Q. How to design indexes for a database? Or
What are the index creation best practices?
Ans:
- Understand the characteristics of the database (OLTP / OLAP)
- Understand the characteristics of the most frequently used queries.
- Understand the characteristics of the columns used in the queries.
- Choose the right index at the right place. For example, creating a clustered index on an existing large table would benefit from the ONLINE index option.
- Determine the optimal storage location for the index. A nonclustered index can be stored in the same filegroup as the underlying table, or on a different filegroup. If those filegroups are in different physical drives it will improve the performance.
- Database Considerations:
- Avoid over indexing
- Use many indexes to improve query performance on tables with low update requirements, but large volumes of data.
- Indexing small tables may not be optimal
- Indexes on views can provide significant performance gains when the view contains aggregations and/or table joins. The view does not have to be explicitly referenced in the query for the query optimizer to use it
- Column considerations:
- Keep the length of the index key short for clustered indexes. Additionally, clustered indexes benefit from being created on unique or nonnull columns.

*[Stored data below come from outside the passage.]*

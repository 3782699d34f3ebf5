//! Ordered execution of a resolved handler chain.
//!
//! A request moves through four states:
//!
//! ```text
//! Matching ──► Executing ──┬──► Halted     (a step returned Halt)
//!                          └──► Completed  (the handler ran, or a fault was recovered)
//! ```
//!
//! `Matching` is reported by the router while it resolves the route and
//! `Executing` by [`Pipeline::run`]; both appear only as trace events. The
//! terminal state is the value `run` returns.
//!
//! Steps run strictly one after another on the request's worker. The
//! executor never spawns work and never runs two steps of one request at once.

use std::fmt;

use portcullis_core::{BoxedHandler, Handler, RequestContext};

/// Where a request is in its lifecycle.
#[derive(Debug, Clone, Copy, PartialEq, Eq, Hash)]
pub enum RequestState {
    /// Resolving the route and its parameters.
    Matching,
    /// Running middleware and the handler.
    Executing,
    /// A middleware step stopped the chain; its response stands.
    Halted,
    /// The handler ran, or a fault was turned into a 500.
    Completed,
}

impl RequestState {
    /// Returns true for the two terminal states.
    #[must_use]
    pub const fn is_terminal(self) -> bool {
        matches!(self, Self::Halted | Self::Completed)
    }

    /// Returns the state name used in logs.
    #[must_use]
    pub const fn as_str(self) -> &'static str {
        match self {
            Self::Matching => "matching",
            Self::Executing => "executing",
            Self::Halted => "halted",
            Self::Completed => "completed",
        }
    }
}

impl fmt::Display for RequestState {
    fn fmt(&self, f: &mut fmt::Formatter<'_>) -> fmt::Result {
        f.write_str(self.as_str())
    }
}

/// What a route serves for one method: middleware, then one terminal handler.
#[derive(Clone)]
pub struct HandlerEntry {
    middleware: Vec<BoxedHandler>,
    handler: BoxedHandler,
}

impl HandlerEntry {
    /// Creates an entry.
    pub fn new(middleware: Vec<BoxedHandler>, handler: BoxedHandler) -> Self {
        Self {
            middleware,
            handler,
        }
    }

    /// Splits a registration chain: the last element is the handler.
    ///
    /// Returns `None` for an empty chain.
    pub fn from_chain(mut chain: Vec<BoxedHandler>) -> Option<Self> {
        let handler = chain.pop()?;
        Some(Self::new(chain, handler))
    }

    /// Returns the middleware steps, outermost first.
    pub fn middleware(&self) -> &[BoxedHandler] {
        &self.middleware
    }

    /// Returns the terminal handler.
    pub fn handler(&self) -> &BoxedHandler {
        &self.handler
    }

    /// Returns a copy with `outer` running before the existing middleware.
    #[must_use]
    pub fn wrapped(&self, outer: &[BoxedHandler]) -> Self {
        let mut middleware = Vec::with_capacity(outer.len() + self.middleware.len());
        middleware.extend_from_slice(outer);
        middleware.extend_from_slice(&self.middleware);
        Self::new(middleware, self.handler.clone())
    }

    /// Returns the step names in execution order, the handler last.
    pub fn names(&self) -> Vec<&str> {
        self.middleware
            .iter()
            .chain(std::iter::once(&self.handler))
            .map(Handler::name)
            .collect()
    }
}

impl fmt::Debug for HandlerEntry {
    fn fmt(&self, f: &mut fmt::Formatter<'_>) -> fmt::Result {
        f.debug_list().entries(self.names()).finish()
    }
}

/// Runs the router-wide middleware followed by one entry.
///
/// # Example
///
/// ```
/// use portcullis_core::{chain, fixtures, BoxedHandler, Outcome, RequestContext};
/// use portcullis_middleware::{HandlerEntry, Pipeline, RequestState};
/// use http::{Method, StatusCode};
///
/// fn deny(ctx: &mut RequestContext) -> Outcome {
///     ctx.error(StatusCode::FORBIDDEN, "no")
/// }
/// fn view(ctx: &mut RequestContext) -> Outcome {
///     ctx.text(StatusCode::OK, "secret")
/// }
///
/// let entry = HandlerEntry::from_chain(chain![deny, view]).unwrap();
/// let mut ctx = fixtures::context(Method::GET, "/");
/// assert_eq!(Pipeline::new(&[], &entry).run(&mut ctx), RequestState::Halted);
/// assert_eq!(ctx.response().status(), StatusCode::FORBIDDEN);
/// ```
#[derive(Debug, Clone, Copy)]
pub struct Pipeline<'a> {
    global: &'a [BoxedHandler],
    entry: &'a HandlerEntry,
}

impl<'a> Pipeline<'a> {
    /// Creates a pipeline over borrowed chains.
    pub fn new(global: &'a [BoxedHandler], entry: &'a HandlerEntry) -> Self {
        Self { global, entry }
    }

    /// Runs every step in order until one halts or the handler has run.
    ///
    /// A closed client connection halts before the next step starts.
    pub fn run(&self, ctx: &mut RequestContext) -> RequestState {
        tracing::trace!(
            request_id = %ctx.request_id(),
            state = %RequestState::Executing,
            steps = self.global.len() + self.entry.middleware().len() + 1,
            "running chain"
        );
        for step in self.global.iter().chain(self.entry.middleware()) {
            if ctx.is_cancelled() {
                tracing::debug!(request_id = %ctx.request_id(), step = step.name(), "client gone, halting");
                return RequestState::Halted;
            }
            if step.handle(ctx).is_halt() {
                tracing::trace!(request_id = %ctx.request_id(), step = step.name(), "chain halted");
                return RequestState::Halted;
            }
        }

        if ctx.is_cancelled() {
            return RequestState::Halted;
        }
        // The handler's own outcome has no successor to stop.
        let _ = self.entry.handler().handle(ctx);
        RequestState::Completed
    }
}

#[cfg(test)]
mod tests {
    use super::*;
    use http::{Method, StatusCode};
    use portcullis_core::{fixtures, Outcome};
    use std::sync::atomic::{AtomicUsize, Ordering};
    use std::sync::Arc;

    fn tag(name: &'static str) -> BoxedHandler {
        BoxedHandler::named(name, move |ctx: &mut RequestContext| {
            let trail = ctx
                .data("trail")
                .and_then(|v| v.as_str())
                .unwrap_or_default()
                .to_string();
            ctx.set_data("trail", format!("{trail}{name}"));
            Outcome::Continue
        })
    }

    fn trail(ctx: &RequestContext) -> &str {
        ctx.data("trail").and_then(|v| v.as_str()).unwrap_or_default()
    }

    #[test]
    fn test_runs_in_order() {
        let entry = HandlerEntry::new(vec![tag("b"), tag("c")], tag("h"));
        let global = vec![tag("a")];
        let mut ctx = fixtures::context(Method::GET, "/");
        let state = Pipeline::new(&global, &entry).run(&mut ctx);
        assert_eq!(state, RequestState::Completed);
        assert_eq!(trail(&ctx), "abch");
    }

    #[test]
    fn test_halt_skips_rest() {
        let handler_runs = Arc::new(AtomicUsize::new(0));
        let runs = Arc::clone(&handler_runs);
        let stop = BoxedHandler::new(|ctx: &mut RequestContext| ctx.error(StatusCode::FORBIDDEN, "stop"));
        let entry = HandlerEntry::new(
            vec![tag("a"), stop, tag("c")],
            BoxedHandler::new(move |_: &mut RequestContext| {
                runs.fetch_add(1, Ordering::SeqCst);
                Outcome::Halt
            }),
        );

        let mut ctx = fixtures::context(Method::GET, "/");
        assert_eq!(Pipeline::new(&[], &entry).run(&mut ctx), RequestState::Halted);
        assert_eq!(trail(&ctx), "a");
        assert_eq!(handler_runs.load(Ordering::SeqCst), 0);
    }

    #[test]
    fn test_handler_outcome_does_not_change_state() {
        let entry = HandlerEntry::from_chain(vec![BoxedHandler::new(|_: &mut RequestContext| Outcome::Continue)]).unwrap();
        let mut ctx = fixtures::context(Method::GET, "/");
        assert_eq!(Pipeline::new(&[], &entry).run(&mut ctx), RequestState::Completed);
    }

    #[test]
    fn test_cancelled_connection_halts() {
        let conn = portcullis_core::ConnectionState::new();
        let mut ctx = RequestContext::with_connection(fixtures::request(Method::GET, "/"), conn.clone());
        conn.close();
        let entry = HandlerEntry::new(vec![tag("a")], tag("h"));
        assert_eq!(Pipeline::new(&[], &entry).run(&mut ctx), RequestState::Halted);
        assert_eq!(trail(&ctx), "");
    }

    #[test]
    fn test_entry_helpers() {
        assert!(HandlerEntry::from_chain(Vec::new()).is_none());
        let entry = HandlerEntry::new(vec![tag("b")], tag("h")).wrapped(&[tag("a")]);
        assert_eq!(entry.names(), vec!["a", "b", "h"]);
        assert_eq!(format!("{entry:?}"), r#"["a", "b", "h"]"#);
        assert!(RequestState::Halted.is_terminal());
        assert!(!RequestState::Executing.is_terminal());
    }
}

- Columns that are of the ntext, text, image, varchar(max), nvarchar(max), and varbinary(max) data types cannot be specified as index key columns. However, varchar(max), nvarchar(max), varbinary(max), and xml data types can participate in a nonclustered index as nonkey index columns
- Columns that are of the ntext, text, image, varchar(max), nvarchar(max), and varbinary(max) data types cannot be specified as index key columns. However, varchar(max), nvarchar(max), varbinary(max), and xml data types can participate in a nonclustered index as nonkey index columns
- Consider using filtered indexes on columns that have well-defined subsets
- Consider the order of the columns if the index will contain multiple columns. The column that is used in the WHERE clause in an equal to (=), greater than (>), less than (<), or BETWEEN search condition, or participates in a join, should be placed first.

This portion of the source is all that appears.